- DATA UNDER STUDY:
□ □ □ □
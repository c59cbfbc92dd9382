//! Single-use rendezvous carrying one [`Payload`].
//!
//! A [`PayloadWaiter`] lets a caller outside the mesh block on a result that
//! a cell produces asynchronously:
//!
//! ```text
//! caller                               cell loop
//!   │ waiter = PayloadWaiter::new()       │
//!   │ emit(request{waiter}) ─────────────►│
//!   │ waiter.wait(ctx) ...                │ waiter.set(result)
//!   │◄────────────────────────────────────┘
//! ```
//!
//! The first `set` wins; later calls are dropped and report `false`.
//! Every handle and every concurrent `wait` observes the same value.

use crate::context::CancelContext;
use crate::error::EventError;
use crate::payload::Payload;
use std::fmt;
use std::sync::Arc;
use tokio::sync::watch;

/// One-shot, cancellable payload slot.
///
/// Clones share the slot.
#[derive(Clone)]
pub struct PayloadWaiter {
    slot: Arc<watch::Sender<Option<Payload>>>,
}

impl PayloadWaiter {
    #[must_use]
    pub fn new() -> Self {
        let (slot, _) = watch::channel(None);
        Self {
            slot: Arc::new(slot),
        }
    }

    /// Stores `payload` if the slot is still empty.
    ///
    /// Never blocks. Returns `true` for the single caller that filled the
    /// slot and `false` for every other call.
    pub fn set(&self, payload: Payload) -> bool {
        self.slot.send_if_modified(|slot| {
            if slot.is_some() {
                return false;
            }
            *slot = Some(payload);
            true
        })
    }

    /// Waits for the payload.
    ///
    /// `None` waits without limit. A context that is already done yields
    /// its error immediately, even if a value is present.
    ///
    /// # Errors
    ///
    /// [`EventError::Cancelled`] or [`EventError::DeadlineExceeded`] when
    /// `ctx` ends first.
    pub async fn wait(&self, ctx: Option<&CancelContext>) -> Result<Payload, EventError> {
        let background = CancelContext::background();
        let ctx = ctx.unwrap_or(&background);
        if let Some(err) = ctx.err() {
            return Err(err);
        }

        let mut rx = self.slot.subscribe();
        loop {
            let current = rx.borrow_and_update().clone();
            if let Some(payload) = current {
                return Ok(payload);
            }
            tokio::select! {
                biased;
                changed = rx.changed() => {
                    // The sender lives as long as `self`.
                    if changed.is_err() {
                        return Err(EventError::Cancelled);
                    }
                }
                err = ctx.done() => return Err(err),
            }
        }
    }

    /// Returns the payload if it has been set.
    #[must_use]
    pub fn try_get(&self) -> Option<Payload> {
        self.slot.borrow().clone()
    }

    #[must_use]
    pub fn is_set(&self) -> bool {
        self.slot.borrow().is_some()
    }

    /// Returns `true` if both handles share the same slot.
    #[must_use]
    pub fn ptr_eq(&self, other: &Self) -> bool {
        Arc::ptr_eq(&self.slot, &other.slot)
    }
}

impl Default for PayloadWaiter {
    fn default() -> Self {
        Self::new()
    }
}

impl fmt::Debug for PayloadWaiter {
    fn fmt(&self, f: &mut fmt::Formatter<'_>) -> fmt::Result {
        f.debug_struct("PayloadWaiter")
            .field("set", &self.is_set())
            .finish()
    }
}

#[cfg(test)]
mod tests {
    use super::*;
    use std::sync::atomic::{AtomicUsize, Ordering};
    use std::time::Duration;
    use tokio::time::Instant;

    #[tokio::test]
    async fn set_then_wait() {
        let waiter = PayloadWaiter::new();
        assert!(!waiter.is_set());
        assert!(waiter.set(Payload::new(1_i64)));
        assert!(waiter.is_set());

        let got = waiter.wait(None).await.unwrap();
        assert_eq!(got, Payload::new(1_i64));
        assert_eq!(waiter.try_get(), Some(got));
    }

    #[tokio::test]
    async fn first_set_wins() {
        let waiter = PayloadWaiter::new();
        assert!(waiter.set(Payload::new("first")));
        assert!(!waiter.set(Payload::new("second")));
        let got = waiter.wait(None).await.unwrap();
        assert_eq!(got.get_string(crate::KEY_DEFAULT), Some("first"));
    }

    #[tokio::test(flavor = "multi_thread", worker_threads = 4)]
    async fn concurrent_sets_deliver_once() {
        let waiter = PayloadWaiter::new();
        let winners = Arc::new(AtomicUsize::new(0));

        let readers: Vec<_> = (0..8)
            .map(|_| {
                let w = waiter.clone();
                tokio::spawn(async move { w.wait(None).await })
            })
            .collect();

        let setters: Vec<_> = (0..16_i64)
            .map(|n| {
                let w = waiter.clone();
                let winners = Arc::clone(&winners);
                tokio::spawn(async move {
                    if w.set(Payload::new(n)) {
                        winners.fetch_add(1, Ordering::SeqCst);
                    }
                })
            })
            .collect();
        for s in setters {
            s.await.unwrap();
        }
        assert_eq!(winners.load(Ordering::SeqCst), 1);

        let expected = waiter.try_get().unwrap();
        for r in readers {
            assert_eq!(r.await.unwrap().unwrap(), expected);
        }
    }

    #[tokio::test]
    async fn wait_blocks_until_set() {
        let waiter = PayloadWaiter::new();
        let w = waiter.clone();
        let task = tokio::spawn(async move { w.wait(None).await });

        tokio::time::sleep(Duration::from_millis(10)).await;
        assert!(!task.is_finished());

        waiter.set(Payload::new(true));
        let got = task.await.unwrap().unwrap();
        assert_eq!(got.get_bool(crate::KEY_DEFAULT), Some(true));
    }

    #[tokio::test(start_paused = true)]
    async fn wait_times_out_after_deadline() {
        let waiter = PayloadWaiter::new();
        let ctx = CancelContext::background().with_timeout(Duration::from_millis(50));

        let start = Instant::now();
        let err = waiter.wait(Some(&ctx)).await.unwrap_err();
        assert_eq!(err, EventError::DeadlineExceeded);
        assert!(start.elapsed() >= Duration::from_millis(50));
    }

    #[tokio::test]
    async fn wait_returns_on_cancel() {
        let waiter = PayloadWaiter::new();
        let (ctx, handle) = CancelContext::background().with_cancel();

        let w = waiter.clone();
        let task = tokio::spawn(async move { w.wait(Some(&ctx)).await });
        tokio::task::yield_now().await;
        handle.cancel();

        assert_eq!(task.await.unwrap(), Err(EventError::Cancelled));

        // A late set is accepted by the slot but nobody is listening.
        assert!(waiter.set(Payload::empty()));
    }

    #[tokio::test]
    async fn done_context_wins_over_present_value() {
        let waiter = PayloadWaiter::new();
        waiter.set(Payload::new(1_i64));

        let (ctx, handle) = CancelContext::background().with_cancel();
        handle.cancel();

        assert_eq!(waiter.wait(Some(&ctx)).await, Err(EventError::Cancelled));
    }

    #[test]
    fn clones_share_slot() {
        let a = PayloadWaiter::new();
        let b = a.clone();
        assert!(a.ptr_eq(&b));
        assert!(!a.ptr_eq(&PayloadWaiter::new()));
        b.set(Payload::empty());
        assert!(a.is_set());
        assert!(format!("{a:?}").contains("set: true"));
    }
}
□ □ □ □
- WORK TO COMPLETE:
Output every record above, exactly as written.

- EXERCISE RESPONSE:
repository c59cbfbc92dd9382
//! Single-use rendezvous carrying one [`Payload`].
//!
//! A [`PayloadWaiter`] lets a caller outside the mesh block on a result that
//! a cell produces asynchronously:
//!
//! ```text
//! caller                               cell loop
//!   │ waiter = PayloadWaiter::new()       │
//!   │ emit(request{waiter}) ─────────────►│
//!   │ waiter.wait(ctx) ...                │ waiter.set(result)
//!   │◄────────────────────────────────────┘
//! ```
//!
//! The first `set` wins; later calls are dropped and report `false`.
//! Every handle and every concurrent `wait` observes the same value.

use crate::context::CancelContext;
use crate::error::EventError;
use crate::payload::Payload;
use std::fmt;
use std::sync::Arc;
use tokio::sync::watch;

/// One-shot, cancellable payload slot.
///
/// Clones share the slot.
#[derive(Clone)]
pub struct PayloadWaiter {
    slot: Arc<watch::Sender<Option<Payload>>>,
}

impl PayloadWaiter {
    #[must_use]
    pub fn new() -> Self {
        let (slot, _) = watch::channel(None);
        Self {
            slot: Arc::new(slot),
        }
    }

    /// Stores `payload` if the slot is still empty.
    ///
    /// Never blocks. Returns `true` for the single caller that filled the
    /// slot and `false` for every other call.
    pub fn set(&self, payload: Payload) -> bool {
        self.slot.send_if_modified(|slot| {
            if slot.is_some() {
                return false;
            }
            *slot = Some(payload);
            true
        })
    }

    /// Waits for the payload.
    ///
    /// `None` waits without limit. A context that is already done yields
    /// its error immediately, even if a value is present.
    ///
    /// # Errors
    ///
    /// [`EventError::Cancelled`] or [`EventError::DeadlineExceeded`] when
    /// `ctx` ends first.
    pub async fn wait(&self, ctx: Option<&CancelContext>) -> Result<Payload, EventError> {
        let background = CancelContext::background();
        let ctx = ctx.unwrap_or(&background);
        if let Some(err) = ctx.err() {
            return Err(err);
        }

        let mut rx = self.slot.subscribe();
        loop {
            let current = rx.borrow_and_update().clone();
            if let Some(payload) = current {
                return Ok(payload);
            }
            tokio::select! {
                biased;
                changed = rx.changed() => {
                    // The sender lives as long as `self`.
                    if changed.is_err() {
                        return Err(EventError::Cancelled);
                    }
                }
                err = ctx.done() => return Err(err),
            }
        }
    }

    /// Returns the payload if it has been set.
    #[must_use]
    pub fn try_get(&self) -> Option<Payload> {
        self.slot.borrow().clone()
    }

    #[must_use]
    pub fn is_set(&self) -> bool {
        self.slot.borrow().is_some()
    }

    /// Returns `true` if both handles share the same slot.
    #[must_use]
    pub fn ptr_eq(&self, other: &Self) -> bool {
        Arc::ptr_eq(&self.slot, &other.slot)
    }
}

impl Default for PayloadWaiter {
    fn default() -> Self {
        Self::new()
    }
}

impl fmt::Debug for PayloadWaiter {
    fn fmt(&self, f: &mut fmt::Formatter<'_>) -> fmt::Result {
        f.debug_struct("PayloadWaiter")
            .field("set", &self.is_set())
            .finish()
    }
}

#[cfg(test)]
mod tests {
    use super::*;
    use std::sync::atomic::{AtomicUsize, Ordering};
    use std::time::Duration;
    use tokio::time::Instant;

    #[tokio::test]
    async fn set_then_wait() {
        let waiter = PayloadWaiter::new();
        assert!(!waiter.is_set());
        assert!(waiter.set(Payload::new(1_i64)));
        assert!(waiter.is_set());

        let got = waiter.wait(None).await.unwrap();
        assert_eq!(got, Payload::new(1_i64));
        assert_eq!(waiter.try_get(), Some(got));
    }

    #[tokio::test]
    async fn first_set_wins() {
        let waiter = PayloadWaiter::new();
        assert!(waiter.set(Payload::new("first")));
        assert!(!waiter.set(Payload::new("second")));
        let got = waiter.wait(None).await.unwrap();
        assert_eq!(got.get_string(crate::KEY_DEFAULT), Some("first"));
    }

    #[tokio::test(flavor = "multi_thread", worker_threads = 4)]
    async fn concurrent_sets_deliver_once() {
        let waiter = PayloadWaiter::new();
        let winners = Arc::new(AtomicUsize::new(0));

        let readers: Vec<_> = (0..8)
            .map(|_| {
                let w = waiter.clone();
                tokio::spawn(async move { w.wait(None).await })
            })
            .collect();

        let setters: Vec<_> = (0..16_i64)
            .map(|n| {
                let w = waiter.clone();
                let winners = Arc::clone(&winners);
                tokio::spawn(async move {
                    if w.set(Payload::new(n)) {
                        winners.fetch_add(1, Ordering::SeqCst);
                    }
                })
            })
            .collect();
        for s in setters {
            s.await.unwrap();
        }
        assert_eq!(winners.load(Ordering::SeqCst), 1);

        let expected = waiter.try_get().unwrap();
        for r in readers {
            assert_eq!(r.await.unwrap().unwrap(), expected);
        }
    }

    #[tokio::test]
    async fn wait_blocks_until_set() {
        let waiter = PayloadWaiter::new();
        let w = waiter.clone();
        let task = tokio::spawn(async move { w.wait(None).await });

        tokio::time::sleep(Duration::from_millis(10)).await;
        assert!(!task.is_finished());

        waiter.set(Payload::new(true));
        let got = task.await.unwrap().unwrap();
        assert_eq!(got.get_bool(crate::KEY_DEFAULT), Some(true));
    }

    #[tokio::test(start_paused = true)]
    async fn wait_times_out_after_deadline() {
        let waiter = PayloadWaiter::new();
        let ctx = CancelContext::background().with_timeout(Duration::from_millis(50));

        let start = Instant::now();
        let err = waiter.wait(Some(&ctx)).await.unwrap_err();
        assert_eq!(err, EventError::DeadlineExceeded);
        assert!(start.elapsed() >= Duration::from_millis(50));
    }

    #[tokio::test]
    async fn wait_returns_on_cancel() {
        let waiter = PayloadWaiter::new();
        let (ctx, handle) = CancelContext::background().with_cancel();

        let w = waiter.clone();
        let task = tokio::spawn(async move { w.wait(Some(&ctx)).await });
        tokio::task::yield_now().await;
        handle.cancel();

        assert_eq!(task.await.unwrap(), Err(EventError::Cancelled));

        // A late set is accepted by the slot but nobody is listening.
        assert!(waiter.set(Payload::empty()));
    }

    #[tokio::test]
    async fn done_context_wins_over_present_value() {
        let waiter = PayloadWaiter::new();
        waiter.set(Payload::new(1_i64));

        let (ctx, handle) = CancelContext::background().with_cancel();
        handle.cancel();

        assert_eq!(waiter.wait(Some(&ctx)).await, Err(EventError::Cancelled));
    }

    #[test]
    fn clones_share_slot() {
        let a = PayloadWaiter::new();
        let b = a.clone();
        assert!(a.ptr_eq(&b));
        assert!(!a.ptr_eq(&PayloadWaiter::new()));
        b.set(Payload::empty());
        assert!(a.is_set());
        assert!(format!("{a:?}").contains("set: true"));
    }
}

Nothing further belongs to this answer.